EXTRACTED MATERIAL Start Marker
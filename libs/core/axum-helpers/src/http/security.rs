use axum::{
    extract::Request,
    http::header::{self, HeaderName},
    middleware::Next,
    response::Response,
};

/// Middleware that adds security headers to all responses.
///
/// Adds the following headers:
/// - X-Content-Type-Options: nosniff
/// - X-Frame-Options: DENY
/// - X-XSS-Protection: 1; mode=block
/// - Referrer-Policy: strict-origin-when-cross-origin
/// - Permissions-Policy: geolocation=(), microphone=(), camera=()
pub async fn security_headers(request: Request, next: Next) -> Response {
    let mut response = next.run(request).await;

    let headers = response.headers_mut();
    headers.insert(header::X_CONTENT_TYPE_OPTIONS, "nosniff".parse().unwrap());
    headers.insert(header::X_FRAME_OPTIONS, "DENY".parse().unwrap());
    headers.insert(
        HeaderName::from_static("x-xss-protection"),
        "1; mode=block".parse().unwrap(),
    );
    headers.insert(
        header::REFERRER_POLICY,
        "strict-origin-when-cross-origin".parse().unwrap(),
    );
    headers.insert(
        HeaderName::from_static("permissions-policy"),
        "geolocation=(), microphone=(), camera=()".parse().unwrap(),
    );

    response
}
//! Waters API - read-only catalog of bottled mineral waters

use axum_helpers::server::{create_app, health_router};
use core_config::tracing::{init_tracing, install_color_eyre};
use domain_waters::Catalog;
use std::sync::Arc;
use tracing::info;

mod api;
mod config;
mod openapi;
mod state;

use config::Config;
use state::AppState;

#[tokio::main]
async fn main() -> eyre::Result<()> {
    install_color_eyre();

    let config = Config::from_env()?;
    init_tracing(&config.environment);

    let catalog = Arc::new(Catalog::seed());
    info!("Catalog loaded with {} products", catalog.len());

    let state = AppState {
        config: config.clone(),
        catalog,
    };

    // Build REST router
    let api_routes = api::routes(&state);
    let router = axum_helpers::create_router::<openapi::ApiDoc>(api_routes).await?;
    let app = router.merge(health_router(state.config.app));

    info!("Starting Waters API on port {}", state.config.server.port);

    // Run server with graceful shutdown
    create_app(app, &state.config.server).await?;

    info!("Waters API shutdown complete");
    Ok(())
}
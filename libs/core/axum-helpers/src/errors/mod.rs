//! Structured error responses.
//!
//! Every failing endpoint returns the same JSON body shape so clients can
//! handle errors uniformly:
//!
//! ```json
//! {
//!   "code": "INVALID_RANGE",
//!   "message": "Na min cannot exceed max",
//!   "field": "Na"
//! }
//! ```

pub mod handlers;

use serde::Serialize;
use utoipa::ToSchema;

/// Standard error response structure.
#[derive(Debug, Serialize, ToSchema)]
pub struct ErrorResponse {
    /// Machine-readable error code, e.g. "INVALID_RANGE" or "NOT_FOUND"
    pub code: String,
    /// Human-readable error message
    pub message: String,
    /// The offending request field, when one can be named
    #[serde(skip_serializing_if = "Option::is_none")]
    pub field: Option<String>,
}

impl ErrorResponse {
    pub fn new(code: impl Into<String>, message: impl Into<String>) -> Self {
        Self {
            code: code.into(),
            message: message.into(),
            field: None,
        }
    }

    pub fn with_field(mut self, field: impl Into<String>) -> Self {
        self.field = Some(field.into());
        self
    }
}
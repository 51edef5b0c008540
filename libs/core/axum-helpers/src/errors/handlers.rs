use axum::{
    Json,
    http::StatusCode,
    response::{IntoResponse, Response},
};

use super::ErrorResponse;

/// Handler for 404 Not Found errors.
///
/// This can be used as a fallback handler in your router.
pub async fn not_found() -> Response {
    let body = Json(ErrorResponse::new(
        "NOT_FOUND",
        "The requested resource was not found",
    ));

    (StatusCode::NOT_FOUND, body).into_response()
}

/// Handler for 405 Method Not Allowed errors.
pub async fn method_not_allowed() -> Response {
    let body = Json(ErrorResponse::new(
        "METHOD_NOT_ALLOWED",
        "The HTTP method is not allowed for this resource",
    ));

    (StatusCode::METHOD_NOT_ALLOWED, body).into_response()
}
//! # Axum Helpers
//!
//! A collection of utilities, middleware, and helpers for building Axum web applications.
//!
//! ## Modules
//!
//! - **[`server`]**: Server setup, health endpoints, graceful shutdown
//! - **[`http`]**: HTTP middleware (CORS, security headers)
//! - **[`errors`]**: Structured error responses
//!
//! ## Quick Start
//!
//! ```ignore
//! use axum::Router;
//! use axum_helpers::server::{create_app, create_router};
//! use core_config::server::ServerConfig;
//! use utoipa::OpenApi;
//!
//! #[derive(OpenApi)]
//! #[openapi(paths())]
//! struct ApiDoc;
//!
//! #[tokio::main]
//! async fn main() -> Result<(), Box<dyn std::error::Error>> {
//!     let api_routes = Router::new(); // Add your routes
//!     let router = create_router::<ApiDoc>(api_routes).await?;
//!
//!     let config = ServerConfig::default();
//!     create_app(router, &config).await?;
//!     Ok(())
//! }
//! ```

pub mod errors;
pub mod http;
pub mod server;

// Re-export server types
pub use server::{
    HealthResponse, ReadyResponse, create_app, create_router, health_router, shutdown_signal,
};

// Re-export HTTP middleware
pub use http::{create_cors_layer, create_permissive_cors_layer, security_headers};

// Re-export error types
pub use errors::ErrorResponse;
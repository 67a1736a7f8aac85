use minikit_tx_format::{
    chain_config::MESSAGE_STORE_PORTAL, guide::guide_lines, report::write_report,
    transaction::TransactionRequest,
};
use serde_json::Value;
use tracing_subscriber::EnvFilter;

fn init_tracing() {
    tracing_subscriber::fmt()
        .with_env_filter(EnvFilter::from_default_env())
        .with_test_writer()
        .try_init()
        .ok();
}

fn render() -> String {
    let mut out = Vec::new();
    write_report(&mut out, &TransactionRequest::example(), &MESSAGE_STORE_PORTAL).unwrap();
    String::from_utf8(out).unwrap()
}

fn line_value<'a>(report: &'a str, prefix: &str) -> &'a str {
    report
        .lines()
        .find_map(|line| line.strip_prefix(prefix))
        .unwrap_or_else(|| panic!("missing line starting with {prefix:?}"))
}

#[test]
fn report_is_byte_identical_across_runs() {
    init_tracing();
    assert_eq!(render().as_bytes(), render().as_bytes());
}

#[test]
fn args_parse_back_in_order() {
    init_tracing();
    let report = render();

    let args: Vec<String> = serde_json::from_str(line_value(&report, "Args: ")).unwrap();
    assert_eq!(
        args,
        ["test-blob-id-123", "test-conversation-456", "text", "", ""]
    );
}

#[test]
fn value_field_is_zero_hex() {
    init_tracing();
    let report = render();

    assert_eq!(line_value(&report, "Value: "), "0x0");
}

#[test]
fn store_message_call_is_reported() {
    init_tracing();
    let report = render();

    assert_eq!(
        line_value(&report, "Address: "),
        "0x063816286ae3312e759f80Afdb10C8879b30688D"
    );
    assert_eq!(line_value(&report, "Function: "), "storeMessage");

    let abi: Value = serde_json::from_str(line_value(&report, "ABI: ")).unwrap();
    let entries = abi.as_array().unwrap();
    assert_eq!(entries.len(), 1);
    assert_eq!(entries[0]["name"], "storeMessage");

    let inputs = entries[0]["inputs"].as_array().unwrap();
    let names: Vec<&str> = inputs.iter().map(|i| i["name"].as_str().unwrap()).collect();
    assert_eq!(
        names,
        ["blobId", "conversationId", "messageType", "suiObjectId", "txDigest"]
    );
    assert!(inputs.iter().all(|i| i["type"] == "string"));
}

#[test]
fn guide_lines_are_stable() {
    init_tracing();
    let first = guide_lines().to_vec();

    assert!(!first.is_empty());
    assert_eq!(first, guide_lines());
}
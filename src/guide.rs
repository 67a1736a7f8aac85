/// Where the send-transaction payload format is documented.
pub const DOCS_URL: &str =
    "https://docs.world.org/mini-apps/commands/send-transaction#creating-a-transaction";

const GUIDE: [&str; 26] = [
    "📋 MiniKit Transaction Format Guide",
    "===================================",
    "",
    "✅ Correct Format:",
    "{",
    "  address: \"0x...\",",
    "  abi: [...],",
    "  functionName: \"functionName\",",
    "  args: [...],",
    "  value: \"0x0\"",
    "}",
    "",
    "❌ Common Mistakes:",
    "- Adding chainId field (not supported)",
    "- Not specifying contract in Developer Portal",
    "- Incorrect ABI format",
    "- Wrong value format (should be hex string)",
    "",
    "🔧 Developer Portal Setup:",
    "1. Go to Developer Portal",
    "2. Configuration → Advanced",
    "3. Add your contract address",
    "4. Select correct chain",
    "",
    "📚 Documentation:",
    DOCS_URL,
];

/// Static help text for building MiniKit transactions, one entry per line.
pub fn guide_lines() -> &'static [&'static str] {
    &GUIDE
}
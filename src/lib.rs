pub mod abis;
pub mod chain_config;
pub mod guide;
pub mod minikit;
pub mod report;
pub mod transaction;
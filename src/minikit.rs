//! Boundary to the MiniKit wallet SDK.
//!
//! Nothing here talks to a wallet. Implementations of [`SendTransaction`]
//! live with whatever host embeds the mini app.

use serde::{Deserialize, Serialize};
use thiserror::Error;

use crate::transaction::TransactionRequest;

/// App identifier registered in the developer portal.
pub const APP_ID: &str = "app_633eda004e32e457ef84472c6ef7714c";

#[derive(Debug, Clone, PartialEq, Eq)]
pub struct MiniKitConfig {
    pub app_id: String,
}

impl MiniKitConfig {
    pub fn new(app_id: impl Into<String>) -> Self {
        Self {
            app_id: app_id.into(),
        }
    }
}

impl Default for MiniKitConfig {
    fn default() -> Self {
        Self::new(APP_ID)
    }
}

/// Arguments of `commandsAsync.sendTransaction`.
#[derive(Debug, Clone, PartialEq, Serialize)]
#[serde(rename_all = "camelCase")]
pub struct SendTransactionInput {
    /// Calls to bundle. The format check always sends exactly one.
    pub transaction: Vec<TransactionRequest>,
    pub format_payload: bool,
}

impl SendTransactionInput {
    pub fn new(transaction: TransactionRequest) -> Self {
        Self {
            transaction: vec![transaction],
            format_payload: true,
        }
    }

    pub fn with_format_payload(mut self, format_payload: bool) -> Self {
        self.format_payload = format_payload;
        self
    }
}

/// Final payload returned by the wallet.
#[derive(Debug, Clone, PartialEq, Eq, Deserialize)]
#[serde(tag = "status", rename_all = "snake_case")]
pub enum SendTransactionPayload {
    Success { transaction_id: String },
    Error { error_code: String },
}

impl SendTransactionPayload {
    /// Returns the transaction id, or the wallet's rejection as an error.
    pub fn into_result(self) -> Result<String, ExternalCallError> {
        match self {
            SendTransactionPayload::Success { transaction_id } => Ok(transaction_id),
            SendTransactionPayload::Error { error_code } => {
                Err(ExternalCallError::Rejected { error_code })
            }
        }
    }
}

#[derive(Debug, Clone, Error, PartialEq, Eq)]
pub enum ExternalCallError {
    #[error("Transaction rejected by wallet: {error_code}")]
    Rejected { error_code: String },
    #[error("Transport error: {0}")]
    Transport(String),
}

/// Wallet capability that submits contract calls.
#[async_trait::async_trait]
pub trait SendTransaction: Send + Sync {
    /// Configuration identifying the calling app.
    fn config(&self) -> &MiniKitConfig;

    /// Submit the calls and wait for the wallet's final payload.
    async fn send_transaction(
        &self,
        input: SendTransactionInput,
    ) -> Result<SendTransactionPayload, ExternalCallError>;
}
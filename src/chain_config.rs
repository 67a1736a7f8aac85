use alloy::primitives::ChainId;

/// Chain selected in the developer portal.
#[derive(Copy, Clone, Debug, PartialEq, Eq)]
pub struct ChainConfig {
    /// EIP-155 Chain ID
    pub id: ChainId,
    /// Display name used by the developer portal
    pub name: &'static str,
}

pub const WORLDCHAIN_SEPOLIA: ChainConfig = ChainConfig {
    id: 4801,
    name: "Worldcoin Sepolia",
};

/// Contract registration held by the developer portal.
///
/// The chain lives here and never in the transaction payload: the wallet
/// resolves it from the app's portal configuration.
#[derive(Copy, Clone, Debug, PartialEq, Eq)]
pub struct PortalConfig {
    /// Contract address as registered, not checksum-normalized
    pub contract: &'static str,
    pub chain: ChainConfig,
}

pub const MESSAGE_STORE_PORTAL: PortalConfig = PortalConfig {
    contract: "0x063816286ae3312e759f80Afdb10C8879b30688D",
    chain: WORLDCHAIN_SEPOLIA,
};
use crate::app::lobby::Lobby;
use crate::game::outbound::{outbound, Outbound};
use crate::game::player::{sanitize_player_name, Player};
use crate::game::session::Game;
use crate::protocol::{self, ClientMessage};
use axum::extract::ws::{Message, WebSocket};
use futures_util::{SinkExt, StreamExt};
use std::sync::Arc;
use uuid::Uuid;

/// The game a connection is seated in, once it has joined.
struct Seat {
    game: Arc<Game>,
    player_id: String,
}

pub async fn handle_socket(socket: WebSocket, lobby: Arc<Lobby>) {
    let (mut sender, mut receiver) = socket.split();
    let (tx, mut rx) = outbound();

    let send_task = tokio::spawn(async move {
        while let Some(payload) = rx.recv().await {
            if sender.send(Message::Text(payload)).await.is_err() {
                break;
            }
        }
    });

    let mut seat: Option<Seat> = None;
    while let Some(result) = receiver.next().await {
        let Ok(message) = result else { break };
        match message {
            Message::Text(text) => handle_text(&lobby, &tx, &mut seat, &text).await,
            Message::Close(_) => break,
            _ => {}
        }
    }

    if let Some(seat) = seat {
        seat.game.leave(&seat.player_id).await;
        tracing::info!(game_id = %seat.game.id(), player_id = %seat.player_id, "connection closed");
    }
    send_task.abort();
}

async fn handle_text(
    lobby: &Lobby,
    tx: &Outbound,
    seat: &mut Option<Seat>,
    text: &str,
) {
    let Some(message) = protocol::decode_client_message(text) else {
        tracing::debug!("ignoring malformed client message");
        return;
    };

    if let ClientMessage::Join { name } = message {
        if seat.is_none() {
            let player_id = Uuid::new_v4().to_string();
            let name = sanitize_player_name(name.as_deref().unwrap_or(""), "Player");
            let player = Player::new(player_id.clone(), name, tx.clone());
            let game = lobby.join(player).await;
            *seat = Some(Seat { game, player_id });
        }
        return;
    }

    let Some(seat) = seat.as_ref() else { return };
    match message {
        ClientMessage::Ready => {
            seat.game.ready(&seat.player_id).await;
        }
        ClientMessage::Turn { direction } => {
            seat.game.turn(&seat.player_id, direction).await;
        }
        ClientMessage::Join { .. } => {}
    }
}
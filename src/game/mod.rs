pub mod collision;
pub mod constants;
pub mod instance;
pub mod outbound;
pub mod placement;
pub mod player;
pub mod session;
pub mod snake;
pub mod ticker;
pub mod types;
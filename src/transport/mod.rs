pub mod ws_session;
EXTRACTED MATERIAL End Marker
# [PROBLEM STATEMENT]
Set down the lines above as they stand, starting with the first line and ending with the line that contains "X-XSS-Protection: 1; mode=block".

# [SOLUTION FOR THIS EXERCISE]
filename libs/core/axum-helpers/src/http/security.rs
use axum::{
    extract::Request,
    http::header::{self, HeaderName},
    middleware::Next,
    response::Response,
};

/// Middleware that adds security headers to all responses.
///
/// Adds the following headers:
/// - X-Content-Type-Options: nosniff
/// - X-Frame-Options: DENY
/// - X-XSS-Protection: 1; mode=block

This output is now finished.